- **Records for this exercise**:
Content starts

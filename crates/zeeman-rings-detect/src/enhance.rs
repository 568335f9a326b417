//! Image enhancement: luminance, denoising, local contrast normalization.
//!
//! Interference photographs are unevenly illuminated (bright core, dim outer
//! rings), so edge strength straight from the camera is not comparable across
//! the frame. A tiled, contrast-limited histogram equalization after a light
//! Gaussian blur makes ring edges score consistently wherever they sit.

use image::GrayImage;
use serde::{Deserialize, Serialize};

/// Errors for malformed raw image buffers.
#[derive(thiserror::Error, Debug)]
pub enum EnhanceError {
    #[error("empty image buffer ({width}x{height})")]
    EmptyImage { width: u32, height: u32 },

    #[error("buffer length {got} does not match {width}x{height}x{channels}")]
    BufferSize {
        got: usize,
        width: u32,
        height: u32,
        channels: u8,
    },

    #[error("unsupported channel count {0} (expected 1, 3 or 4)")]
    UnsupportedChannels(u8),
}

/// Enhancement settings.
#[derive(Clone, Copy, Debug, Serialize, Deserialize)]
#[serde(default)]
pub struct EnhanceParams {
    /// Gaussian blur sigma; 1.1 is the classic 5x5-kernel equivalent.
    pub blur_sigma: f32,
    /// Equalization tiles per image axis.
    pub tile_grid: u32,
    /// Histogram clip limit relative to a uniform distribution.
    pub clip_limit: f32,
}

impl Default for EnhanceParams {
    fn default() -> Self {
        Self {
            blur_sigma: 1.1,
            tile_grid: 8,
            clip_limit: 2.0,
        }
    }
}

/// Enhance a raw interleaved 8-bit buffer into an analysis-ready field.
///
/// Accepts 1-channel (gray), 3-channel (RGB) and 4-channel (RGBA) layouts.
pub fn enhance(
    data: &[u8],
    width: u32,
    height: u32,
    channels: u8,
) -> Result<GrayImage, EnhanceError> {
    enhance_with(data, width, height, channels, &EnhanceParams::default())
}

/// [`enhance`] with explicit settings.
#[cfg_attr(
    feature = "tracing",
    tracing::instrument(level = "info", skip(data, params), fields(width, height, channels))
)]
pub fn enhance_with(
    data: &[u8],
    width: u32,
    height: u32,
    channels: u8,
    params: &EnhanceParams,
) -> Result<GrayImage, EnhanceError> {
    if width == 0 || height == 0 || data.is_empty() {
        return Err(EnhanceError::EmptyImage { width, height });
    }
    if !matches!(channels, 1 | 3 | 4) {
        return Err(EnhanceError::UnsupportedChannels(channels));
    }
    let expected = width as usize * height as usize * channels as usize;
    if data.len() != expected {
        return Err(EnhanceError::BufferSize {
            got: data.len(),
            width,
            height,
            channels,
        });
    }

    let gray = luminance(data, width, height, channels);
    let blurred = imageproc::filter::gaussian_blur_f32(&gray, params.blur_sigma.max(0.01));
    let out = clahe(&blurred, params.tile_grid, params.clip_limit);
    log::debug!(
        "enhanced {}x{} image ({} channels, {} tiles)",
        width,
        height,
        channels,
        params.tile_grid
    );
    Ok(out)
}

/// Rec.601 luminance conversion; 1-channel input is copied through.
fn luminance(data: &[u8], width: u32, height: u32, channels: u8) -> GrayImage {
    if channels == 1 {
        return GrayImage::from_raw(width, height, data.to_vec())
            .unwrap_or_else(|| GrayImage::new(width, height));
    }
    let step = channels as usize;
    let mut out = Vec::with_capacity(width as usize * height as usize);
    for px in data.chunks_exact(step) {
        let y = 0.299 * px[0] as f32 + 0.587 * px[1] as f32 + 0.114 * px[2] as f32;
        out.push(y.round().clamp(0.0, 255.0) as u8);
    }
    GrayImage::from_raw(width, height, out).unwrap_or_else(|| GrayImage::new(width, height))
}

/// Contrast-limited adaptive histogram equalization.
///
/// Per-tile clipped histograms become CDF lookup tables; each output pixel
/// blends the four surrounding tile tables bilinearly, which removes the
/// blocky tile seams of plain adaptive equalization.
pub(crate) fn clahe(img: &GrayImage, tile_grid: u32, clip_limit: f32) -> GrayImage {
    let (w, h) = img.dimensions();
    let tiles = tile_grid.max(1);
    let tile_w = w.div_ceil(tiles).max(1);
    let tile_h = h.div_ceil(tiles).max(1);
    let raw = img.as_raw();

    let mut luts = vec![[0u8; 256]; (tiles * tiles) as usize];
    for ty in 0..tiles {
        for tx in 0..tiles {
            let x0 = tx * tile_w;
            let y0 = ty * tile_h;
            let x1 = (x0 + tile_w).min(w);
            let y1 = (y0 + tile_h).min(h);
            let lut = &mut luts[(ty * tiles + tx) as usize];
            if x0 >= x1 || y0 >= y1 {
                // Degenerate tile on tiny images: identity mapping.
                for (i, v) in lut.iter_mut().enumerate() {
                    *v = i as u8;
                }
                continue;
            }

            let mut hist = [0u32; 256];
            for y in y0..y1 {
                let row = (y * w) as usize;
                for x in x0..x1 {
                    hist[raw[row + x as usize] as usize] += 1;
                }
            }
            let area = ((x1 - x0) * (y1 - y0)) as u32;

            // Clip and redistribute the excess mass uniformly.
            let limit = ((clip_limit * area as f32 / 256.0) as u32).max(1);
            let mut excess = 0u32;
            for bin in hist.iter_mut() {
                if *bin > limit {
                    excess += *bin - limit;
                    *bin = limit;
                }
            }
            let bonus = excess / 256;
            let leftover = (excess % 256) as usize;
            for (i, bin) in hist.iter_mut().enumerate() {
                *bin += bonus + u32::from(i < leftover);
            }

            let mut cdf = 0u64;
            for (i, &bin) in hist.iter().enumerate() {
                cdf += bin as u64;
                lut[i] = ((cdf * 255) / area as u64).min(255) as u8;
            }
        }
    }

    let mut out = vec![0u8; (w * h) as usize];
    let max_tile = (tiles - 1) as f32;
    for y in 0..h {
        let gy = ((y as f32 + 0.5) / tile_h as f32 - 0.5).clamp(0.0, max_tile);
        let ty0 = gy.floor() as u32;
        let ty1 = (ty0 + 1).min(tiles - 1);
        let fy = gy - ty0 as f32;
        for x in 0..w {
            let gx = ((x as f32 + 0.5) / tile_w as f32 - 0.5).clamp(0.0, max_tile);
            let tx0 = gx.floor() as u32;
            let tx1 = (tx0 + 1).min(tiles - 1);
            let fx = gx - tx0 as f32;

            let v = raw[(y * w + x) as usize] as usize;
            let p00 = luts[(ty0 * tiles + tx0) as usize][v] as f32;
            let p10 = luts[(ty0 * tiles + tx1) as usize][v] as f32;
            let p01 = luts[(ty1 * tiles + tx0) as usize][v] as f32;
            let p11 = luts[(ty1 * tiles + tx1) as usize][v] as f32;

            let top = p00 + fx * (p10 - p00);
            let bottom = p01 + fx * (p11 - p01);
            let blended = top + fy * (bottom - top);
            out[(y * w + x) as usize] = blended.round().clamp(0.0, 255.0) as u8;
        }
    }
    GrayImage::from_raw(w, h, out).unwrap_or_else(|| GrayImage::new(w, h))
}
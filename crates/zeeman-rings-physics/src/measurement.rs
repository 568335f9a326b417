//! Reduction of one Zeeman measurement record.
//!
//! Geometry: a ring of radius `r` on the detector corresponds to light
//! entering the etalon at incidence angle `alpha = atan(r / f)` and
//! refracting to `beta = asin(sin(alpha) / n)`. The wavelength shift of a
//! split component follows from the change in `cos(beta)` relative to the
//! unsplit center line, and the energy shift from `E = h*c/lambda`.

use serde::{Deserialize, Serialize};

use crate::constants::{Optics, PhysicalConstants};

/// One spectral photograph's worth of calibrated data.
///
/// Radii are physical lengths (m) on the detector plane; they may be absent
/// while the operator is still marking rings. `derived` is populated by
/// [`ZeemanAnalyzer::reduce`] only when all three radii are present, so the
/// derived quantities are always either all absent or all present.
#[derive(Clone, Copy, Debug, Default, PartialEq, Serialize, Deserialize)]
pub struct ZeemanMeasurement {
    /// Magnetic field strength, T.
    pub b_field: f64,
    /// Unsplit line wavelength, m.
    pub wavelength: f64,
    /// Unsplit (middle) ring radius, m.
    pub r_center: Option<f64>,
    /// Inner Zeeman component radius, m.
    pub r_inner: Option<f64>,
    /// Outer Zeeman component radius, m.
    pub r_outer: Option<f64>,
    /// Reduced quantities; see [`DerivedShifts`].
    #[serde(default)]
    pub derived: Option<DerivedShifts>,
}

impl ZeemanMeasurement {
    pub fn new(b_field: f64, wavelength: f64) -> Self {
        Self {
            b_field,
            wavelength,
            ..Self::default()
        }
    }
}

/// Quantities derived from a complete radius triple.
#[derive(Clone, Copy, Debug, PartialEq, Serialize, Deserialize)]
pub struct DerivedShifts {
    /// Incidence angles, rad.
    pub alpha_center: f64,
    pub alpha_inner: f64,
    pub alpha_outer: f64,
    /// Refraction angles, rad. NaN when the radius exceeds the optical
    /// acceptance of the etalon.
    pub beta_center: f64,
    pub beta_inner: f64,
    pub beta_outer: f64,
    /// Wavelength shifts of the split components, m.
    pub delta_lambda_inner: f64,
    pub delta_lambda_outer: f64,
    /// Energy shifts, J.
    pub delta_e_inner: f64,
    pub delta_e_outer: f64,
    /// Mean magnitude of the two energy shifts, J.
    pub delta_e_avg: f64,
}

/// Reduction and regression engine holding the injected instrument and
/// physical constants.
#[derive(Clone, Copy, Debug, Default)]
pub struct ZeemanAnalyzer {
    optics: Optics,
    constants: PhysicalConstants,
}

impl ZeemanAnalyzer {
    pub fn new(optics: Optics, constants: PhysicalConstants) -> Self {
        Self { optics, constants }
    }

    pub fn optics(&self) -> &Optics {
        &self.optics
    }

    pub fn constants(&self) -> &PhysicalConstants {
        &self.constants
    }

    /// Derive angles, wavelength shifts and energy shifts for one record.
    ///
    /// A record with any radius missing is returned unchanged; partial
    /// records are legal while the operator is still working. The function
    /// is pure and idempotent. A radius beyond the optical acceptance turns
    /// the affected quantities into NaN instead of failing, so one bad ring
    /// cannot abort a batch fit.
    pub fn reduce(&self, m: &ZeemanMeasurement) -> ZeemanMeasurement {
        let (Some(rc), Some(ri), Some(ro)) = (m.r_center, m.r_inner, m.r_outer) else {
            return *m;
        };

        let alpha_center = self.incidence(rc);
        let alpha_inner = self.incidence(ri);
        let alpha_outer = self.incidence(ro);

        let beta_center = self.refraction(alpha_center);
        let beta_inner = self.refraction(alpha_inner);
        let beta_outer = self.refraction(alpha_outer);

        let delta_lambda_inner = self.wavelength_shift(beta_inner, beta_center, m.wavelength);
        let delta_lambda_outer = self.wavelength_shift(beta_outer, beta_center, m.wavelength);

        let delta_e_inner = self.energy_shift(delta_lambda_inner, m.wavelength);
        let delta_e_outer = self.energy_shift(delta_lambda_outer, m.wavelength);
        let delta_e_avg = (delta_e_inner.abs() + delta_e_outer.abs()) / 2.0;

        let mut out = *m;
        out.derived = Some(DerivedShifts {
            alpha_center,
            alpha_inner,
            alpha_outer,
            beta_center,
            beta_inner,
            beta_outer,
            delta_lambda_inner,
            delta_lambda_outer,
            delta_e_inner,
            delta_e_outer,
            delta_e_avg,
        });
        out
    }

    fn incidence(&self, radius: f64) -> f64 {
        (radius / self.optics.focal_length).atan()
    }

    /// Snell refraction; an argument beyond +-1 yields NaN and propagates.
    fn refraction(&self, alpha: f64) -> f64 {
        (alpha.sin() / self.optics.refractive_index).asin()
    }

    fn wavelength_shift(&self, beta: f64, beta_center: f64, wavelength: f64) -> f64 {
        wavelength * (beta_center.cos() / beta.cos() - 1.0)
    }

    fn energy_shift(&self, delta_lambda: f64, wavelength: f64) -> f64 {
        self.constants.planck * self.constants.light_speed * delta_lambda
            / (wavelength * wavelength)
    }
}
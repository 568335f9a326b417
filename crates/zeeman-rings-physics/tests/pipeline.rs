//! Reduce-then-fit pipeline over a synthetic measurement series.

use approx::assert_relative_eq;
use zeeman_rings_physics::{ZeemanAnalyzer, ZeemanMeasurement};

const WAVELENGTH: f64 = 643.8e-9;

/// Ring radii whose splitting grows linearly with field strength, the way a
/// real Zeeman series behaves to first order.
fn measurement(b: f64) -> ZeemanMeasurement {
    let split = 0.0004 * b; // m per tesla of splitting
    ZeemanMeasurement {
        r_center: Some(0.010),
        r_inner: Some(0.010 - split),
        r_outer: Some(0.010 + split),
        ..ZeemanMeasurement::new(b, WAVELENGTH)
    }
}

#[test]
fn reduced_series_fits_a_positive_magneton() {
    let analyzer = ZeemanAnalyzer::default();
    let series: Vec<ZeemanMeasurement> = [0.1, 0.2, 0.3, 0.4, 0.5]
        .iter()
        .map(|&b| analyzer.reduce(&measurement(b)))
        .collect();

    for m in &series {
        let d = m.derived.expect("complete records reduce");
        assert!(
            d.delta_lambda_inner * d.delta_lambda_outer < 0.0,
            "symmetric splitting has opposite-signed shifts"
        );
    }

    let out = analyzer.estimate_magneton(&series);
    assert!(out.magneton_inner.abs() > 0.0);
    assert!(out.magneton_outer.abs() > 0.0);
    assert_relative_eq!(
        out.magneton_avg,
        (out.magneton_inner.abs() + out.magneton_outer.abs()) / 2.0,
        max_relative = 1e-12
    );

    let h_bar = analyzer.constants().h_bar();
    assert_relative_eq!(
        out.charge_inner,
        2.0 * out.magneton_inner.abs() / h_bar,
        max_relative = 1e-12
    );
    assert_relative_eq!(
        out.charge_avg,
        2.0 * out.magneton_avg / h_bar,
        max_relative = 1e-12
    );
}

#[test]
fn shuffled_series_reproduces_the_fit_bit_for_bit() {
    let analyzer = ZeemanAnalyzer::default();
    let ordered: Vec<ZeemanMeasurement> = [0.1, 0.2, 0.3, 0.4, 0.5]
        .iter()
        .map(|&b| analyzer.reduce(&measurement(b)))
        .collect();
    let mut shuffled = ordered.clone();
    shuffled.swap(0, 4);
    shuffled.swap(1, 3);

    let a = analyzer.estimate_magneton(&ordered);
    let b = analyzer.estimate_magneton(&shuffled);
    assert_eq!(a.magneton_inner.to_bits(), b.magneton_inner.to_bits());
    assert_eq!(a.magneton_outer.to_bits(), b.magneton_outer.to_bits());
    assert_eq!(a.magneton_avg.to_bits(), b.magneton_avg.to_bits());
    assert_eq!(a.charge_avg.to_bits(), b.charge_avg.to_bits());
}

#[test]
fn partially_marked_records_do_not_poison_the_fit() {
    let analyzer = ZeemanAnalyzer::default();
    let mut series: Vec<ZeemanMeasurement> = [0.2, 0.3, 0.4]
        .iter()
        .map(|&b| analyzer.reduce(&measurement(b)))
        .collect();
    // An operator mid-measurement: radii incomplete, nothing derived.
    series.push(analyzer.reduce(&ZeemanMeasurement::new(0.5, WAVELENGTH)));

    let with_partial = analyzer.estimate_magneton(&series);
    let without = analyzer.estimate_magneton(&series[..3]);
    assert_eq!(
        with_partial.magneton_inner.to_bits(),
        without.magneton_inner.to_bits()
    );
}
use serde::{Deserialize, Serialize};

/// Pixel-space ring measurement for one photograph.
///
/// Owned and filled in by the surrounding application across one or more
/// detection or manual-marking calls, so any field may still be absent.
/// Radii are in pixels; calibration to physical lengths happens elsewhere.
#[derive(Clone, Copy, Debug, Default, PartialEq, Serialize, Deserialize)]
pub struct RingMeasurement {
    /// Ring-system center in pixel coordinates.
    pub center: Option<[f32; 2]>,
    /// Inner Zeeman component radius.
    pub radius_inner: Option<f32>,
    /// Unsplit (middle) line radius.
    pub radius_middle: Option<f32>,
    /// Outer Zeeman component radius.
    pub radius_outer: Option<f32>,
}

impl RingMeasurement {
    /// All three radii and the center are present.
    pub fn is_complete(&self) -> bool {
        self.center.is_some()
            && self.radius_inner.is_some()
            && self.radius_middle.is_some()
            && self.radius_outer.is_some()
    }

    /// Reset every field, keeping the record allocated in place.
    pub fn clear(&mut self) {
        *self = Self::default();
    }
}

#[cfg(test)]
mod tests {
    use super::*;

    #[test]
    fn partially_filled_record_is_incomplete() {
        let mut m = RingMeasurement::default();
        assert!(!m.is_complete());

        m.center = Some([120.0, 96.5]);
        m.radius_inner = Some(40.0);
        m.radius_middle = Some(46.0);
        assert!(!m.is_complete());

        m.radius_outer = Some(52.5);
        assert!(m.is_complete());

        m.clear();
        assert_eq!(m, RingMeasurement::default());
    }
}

Content ends

- **Description of the task**: State how many lines of the material contain the string "DerivedShifts", with no other words.

- **Answer space**: 4